**Work required**: Copy out each line below exactly as it appears.

**Listed records**:
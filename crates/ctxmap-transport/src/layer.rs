//! Tower layers binding request handles and registry cleanup to HTTP requests.
//!
//! Stack them with [`RequestHandleLayer`] outermost:
//!
//! ```text
//! ServiceBuilder::new()
//!     .layer(RequestHandleLayer)
//!     .layer(ClearLayer::new(registry))
//! ```

use std::future::Future;
use std::pin::Pin;
use std::sync::Arc;
use std::task::{Context, Poll};

use axum::http::Request;
use ctxmap::{ContextRegistry, RequestHandle, clear_after};
use tower::{Layer, Service};
use tracing::warn;

/// Mints a [`RequestHandle`] into the request extensions, unless one is
/// already there.
#[derive(Debug, Clone, Copy, Default)]
pub struct RequestHandleLayer;

impl<S> Layer<S> for RequestHandleLayer {
    type Service = RequestHandleService<S>;

    fn layer(&self, inner: S) -> Self::Service {
        RequestHandleService { inner }
    }
}

#[derive(Debug, Clone)]
pub struct RequestHandleService<S> {
    inner: S,
}

impl<S, B> Service<Request<B>> for RequestHandleService<S>
where
    S: Service<Request<B>>,
{
    type Response = S::Response;
    type Error = S::Error;
    type Future = S::Future;

    fn poll_ready(&mut self, cx: &mut Context<'_>) -> Poll<Result<(), Self::Error>> {
        self.inner.poll_ready(cx)
    }

    fn call(&mut self, mut req: Request<B>) -> Self::Future {
        if req.extensions().get::<RequestHandle>().is_none() {
            req.extensions_mut().insert(RequestHandle::new());
        }
        self.inner.call(req)
    }
}

/// Removes the request's registry entry once the inner service's response
/// future finishes, fails, panics, or is dropped.
pub struct ClearLayer<V> {
    registry: Arc<ContextRegistry<RequestHandle, V>>,
}

impl<V> ClearLayer<V> {
    pub fn new(registry: Arc<ContextRegistry<RequestHandle, V>>) -> Self {
        Self { registry }
    }
}

impl<V> Clone for ClearLayer<V> {
    fn clone(&self) -> Self {
        Self {
            registry: Arc::clone(&self.registry),
        }
    }
}

impl<S, V> Layer<S> for ClearLayer<V> {
    type Service = ClearService<S, V>;

    fn layer(&self, inner: S) -> Self::Service {
        ClearService {
            inner,
            registry: Arc::clone(&self.registry),
        }
    }
}

pub struct ClearService<S, V> {
    inner: S,
    registry: Arc<ContextRegistry<RequestHandle, V>>,
}

impl<S: Clone, V> Clone for ClearService<S, V> {
    fn clone(&self) -> Self {
        Self {
            inner: self.inner.clone(),
            registry: Arc::clone(&self.registry),
        }
    }
}

impl<S, V, B> Service<Request<B>> for ClearService<S, V>
where
    S: Service<Request<B>>,
    S::Future: Send + 'static,
    V: Send + Sync + 'static,
{
    type Response = S::Response;
    type Error = S::Error;
    type Future = Pin<Box<dyn Future<Output = Result<S::Response, S::Error>> + Send>>;

    fn poll_ready(&mut self, cx: &mut Context<'_>) -> Poll<Result<(), Self::Error>> {
        self.inner.poll_ready(cx)
    }

    fn call(&mut self, req: Request<B>) -> Self::Future {
        let handle = req.extensions().get::<RequestHandle>().copied();
        let fut = self.inner.call(req);

        match handle {
            Some(handle) => Box::pin(clear_after(Arc::clone(&self.registry), handle, fut)),
            None => {
                warn!("Request reached ClearLayer without a handle; nothing to clear");
                Box::pin(fut)
            }
        }
    }
}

**Response area**:
filename crates/ctxmap-transport/src/layer.rs
//! Tower layers binding request handles and registry cleanup to HTTP requests.
//!
//! Stack them with [`RequestHandleLayer`] outermost:
//!
//! ```text
//! ServiceBuilder::new()
//!     .layer(RequestHandleLayer)
//!     .layer(ClearLayer::new(registry))
//! ```

use std::future::Future;
use std::pin::Pin;
use std::sync::Arc;
use std::task::{Context, Poll};

use axum::http::Request;
use ctxmap::{ContextRegistry, RequestHandle, clear_after};
use tower::{Layer, Service};
use tracing::warn;

/// Mints a [`RequestHandle`] into the request extensions, unless one is
/// already there.
#[derive(Debug, Clone, Copy, Default)]
pub struct RequestHandleLayer;

impl<S> Layer<S> for RequestHandleLayer {
    type Service = RequestHandleService<S>;

    fn layer(&self, inner: S) -> Self::Service {
        RequestHandleService { inner }
    }
}

#[derive(Debug, Clone)]
pub struct RequestHandleService<S> {
    inner: S,
}

impl<S, B> Service<Request<B>> for RequestHandleService<S>
where
    S: Service<Request<B>>,
{
    type Response = S::Response;
    type Error = S::Error;
    type Future = S::Future;

    fn poll_ready(&mut self, cx: &mut Context<'_>) -> Poll<Result<(), Self::Error>> {
        self.inner.poll_ready(cx)
    }

    fn call(&mut self, mut req: Request<B>) -> Self::Future {
        if req.extensions().get::<RequestHandle>().is_none() {
            req.extensions_mut().insert(RequestHandle::new());
        }
        self.inner.call(req)
    }
}

/// Removes the request's registry entry once the inner service's response
/// future finishes, fails, panics, or is dropped.
pub struct ClearLayer<V> {
    registry: Arc<ContextRegistry<RequestHandle, V>>,
}

impl<V> ClearLayer<V> {
    pub fn new(registry: Arc<ContextRegistry<RequestHandle, V>>) -> Self {
        Self { registry }
    }
}

impl<V> Clone for ClearLayer<V> {
    fn clone(&self) -> Self {
        Self {
            registry: Arc::clone(&self.registry),
        }
    }
}

impl<S, V> Layer<S> for ClearLayer<V> {
    type Service = ClearService<S, V>;

    fn layer(&self, inner: S) -> Self::Service {
        ClearService {
            inner,
            registry: Arc::clone(&self.registry),
        }
    }
}

pub struct ClearService<S, V> {
    inner: S,
    registry: Arc<ContextRegistry<RequestHandle, V>>,
}

impl<S: Clone, V> Clone for ClearService<S, V> {
    fn clone(&self) -> Self {
        Self {
            inner: self.inner.clone(),
            registry: Arc::clone(&self.registry),
        }
    }
}

impl<S, V, B> Service<Request<B>> for ClearService<S, V>
where
    S: Service<Request<B>>,
    S::Future: Send + 'static,
    V: Send + Sync + 'static,
{
    type Response = S::Response;
    type Error = S::Error;
    type Future = Pin<Box<dyn Future<Output = Result<S::Response, S::Error>> + Send>>;

    fn poll_ready(&mut self, cx: &mut Context<'_>) -> Poll<Result<(), Self::Error>> {
        self.inner.poll_ready(cx)
    }

    fn call(&mut self, req: Request<B>) -> Self::Future {
        let handle = req.extensions().get::<RequestHandle>().copied();
        let fut = self.inner.call(req);

        match handle {
            Some(handle) => Box::pin(clear_after(Arc::clone(&self.registry), handle, fut)),
            None => {
                warn!("Request reached ClearLayer without a handle; nothing to clear");
                Box::pin(fut)
            }
        }
    }
}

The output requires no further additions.